What this task involves:
Would you please copy each line of the data in which the string "super" occurs?

Dataset extract:
---------------

//! Graph edges
//!
//! Two edge kinds connect objects and values:
//! - has-value: a bit range of an object currently holds a value;
//! - points-to: a value, read as an address, denotes a location.
//!
//! The target specifier records which role a pointer plays relative to an
//! abstracted list segment. Its admissible values depend on the kind of
//! the target object and are checked when the edge enters a graph.

use serde::{Deserialize, Serialize};
use std::fmt;

use super::object::{SmgObjectId, SmgObjectKind};
use super::value::SmgValueId;

/// Role a pointer plays relative to its target.
#[derive(Debug, Clone, Copy, PartialEq, Eq, Hash, Serialize, Deserialize)]
pub enum TargetSpecifier {
    /// Pointer into a concrete region.
    Region,
    /// Pointer at the first node of an abstracted segment.
    First,
    /// Pointer at the last node of a doubly-linked segment.
    Last,
    /// Pointer at every node of an abstracted segment.
    All,
}

impl TargetSpecifier {
    /// Whether this specifier is admissible for a target of the given kind.
    ///
    /// Regions accept only `Region`; singly-linked segments have no
    /// distinguishable last node, so they accept `First` and `All`;
    /// doubly-linked segments accept `First`, `Last` and `All`.
    pub fn allowed_for(&self, kind: &SmgObjectKind) -> bool {
        match kind {
            SmgObjectKind::Region => matches!(self, TargetSpecifier::Region),
            SmgObjectKind::Sll { .. } => {
                matches!(self, TargetSpecifier::First | TargetSpecifier::All)
            }
            SmgObjectKind::Dll { .. } => !matches!(self, TargetSpecifier::Region),
        }
    }
}

impl fmt::Display for TargetSpecifier {
    fn fmt(&self, f: &mut fmt::Formatter<'_>) -> fmt::Result {
        let s = match self {
            TargetSpecifier::Region => "REGION",
            TargetSpecifier::First => "FIRST",
            TargetSpecifier::Last => "LAST",
            TargetSpecifier::All => "ALL",
        };
        write!(f, "{}", s)
    }
}

/// Has-value edge: `[offset, offset + size)` of some object holds `value`.
///
/// The owning object is the key of the edge set this edge lives in, so it
/// is not repeated here. Offsets and sizes are in bits.
#[derive(Debug, Clone, Copy, PartialEq, Eq, Hash, Serialize, Deserialize)]
pub struct HasValueEdge {
    pub value: SmgValueId,
    pub offset: i64,
    pub size_in_bits: u64,
}

impl HasValueEdge {
    #[inline]
    pub fn new(value: SmgValueId, offset: i64, size_in_bits: u64) -> Self {
        Self {
            value,
            offset,
            size_in_bits,
        }
    }

    /// One past the last bit covered by this edge.
    #[inline]
    pub fn end_offset(&self) -> i64 {
        self.offset + self.size_in_bits as i64
    }

    /// Whether this edge intersects `[offset, offset + size)`.
    #[inline]
    pub fn overlaps(&self, offset: i64, size_in_bits: u64) -> bool {
        let field_end = offset + size_in_bits as i64;
        self.offset < field_end && offset < self.end_offset()
    }

    /// Whether this edge covers exactly `[offset, offset + size)`.
    #[inline]
    pub fn matches_range(&self, offset: i64, size_in_bits: u64) -> bool {
        self.offset == offset && self.size_in_bits == size_in_bits
    }

    #[inline]
    pub fn is_zero(&self) -> bool {
        self.value.is_zero()
    }

    /// Copy with a different value.
    #[inline]
    pub fn with_value(&self, value: SmgValueId) -> Self {
        Self { value, ..*self }
    }
}

/// Points-to edge: a value, interpreted as an address, denotes
/// `target` at `offset` in the role given by `specifier`.
///
/// The owning value is the key of the map this edge lives in; a value has
/// at most one points-to edge.
#[derive(Debug, Clone, Copy, PartialEq, Eq, Hash, Serialize, Deserialize)]
pub struct PointsToEdge {
    pub target: SmgObjectId,
    pub offset: i64,
    pub specifier: TargetSpecifier,
}

impl PointsToEdge {
    #[inline]
    pub fn new(target: SmgObjectId, offset: i64, specifier: TargetSpecifier) -> Self {
        Self {
            target,
            offset,
            specifier,
        }
    }

    /// The address of the null object; the zero value carries this edge.
    #[inline]
    pub fn null_address() -> Self {
        Self::new(SmgObjectId::NULL, 0, TargetSpecifier::Region)
    }

    /// Copy with a different target.
    #[inline]
    pub fn with_target(&self, target: SmgObjectId) -> Self {
        Self { target, ..*self }
    }

    /// Copy with a different specifier.
    #[inline]
    pub fn with_specifier(&self, specifier: TargetSpecifier) -> Self {
        Self { specifier, ..*self }
    }
}

#[cfg(test)]
mod tests {
    use super::*;

    #[test]
    fn test_specifier_admissibility() {
        let region = SmgObjectKind::Region;
        let sll = SmgObjectKind::Sll {
            min_length: 0,
            next_offset: 0,
        };
        let dll = SmgObjectKind::Dll {
            min_length: 0,
            next_offset: 0,
            prev_offset: 64,
        };

        assert!(TargetSpecifier::Region.allowed_for(&region));
        assert!(!TargetSpecifier::First.allowed_for(&region));

        assert!(TargetSpecifier::First.allowed_for(&sll));
        assert!(TargetSpecifier::All.allowed_for(&sll));
        assert!(!TargetSpecifier::Last.allowed_for(&sll));
        assert!(!TargetSpecifier::Region.allowed_for(&sll));

        assert!(TargetSpecifier::First.allowed_for(&dll));
        assert!(TargetSpecifier::Last.allowed_for(&dll));
        assert!(TargetSpecifier::All.allowed_for(&dll));
        assert!(!TargetSpecifier::Region.allowed_for(&dll));
    }

    #[test]
    fn test_edge_overlap_math() {
        let edge = HasValueEdge::new(SmgValueId(1), 24, 64); // [24, 88)
        assert_eq!(edge.end_offset(), 88);

        assert!(edge.overlaps(0, 25)); // touches first bit
        assert!(edge.overlaps(87, 8)); // touches last bit
        assert!(edge.overlaps(30, 8)); // inside
        assert!(edge.overlaps(0, 256)); // contains
        assert!(!edge.overlaps(0, 24)); // ends exactly at start
        assert!(!edge.overlaps(88, 8)); // starts exactly at end

        assert!(edge.matches_range(24, 64));
        assert!(!edge.matches_range(24, 32));
    }

    #[test]
    fn test_null_address() {
        let pt = PointsToEdge::null_address();
        assert!(pt.target.is_null());
        assert_eq!(pt.offset, 0);
        assert_eq!(pt.specifier, TargetSpecifier::Region);
    }

    #[test]
    fn test_with_builders() {
        let pt = PointsToEdge::new(SmgObjectId(3), 8, TargetSpecifier::First);
        let moved = pt.with_target(SmgObjectId(4)).with_specifier(TargetSpecifier::All);
        assert_eq!(moved.target, SmgObjectId(4));
        assert_eq!(moved.specifier, TargetSpecifier::All);
        assert_eq!(moved.offset, 8);
        assert_eq!(pt.target, SmgObjectId(3));
    }
}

---------------

Solution:
use super::object::{SmgObjectId, SmgObjectKind};
use super::value::SmgValueId;
    use super::*;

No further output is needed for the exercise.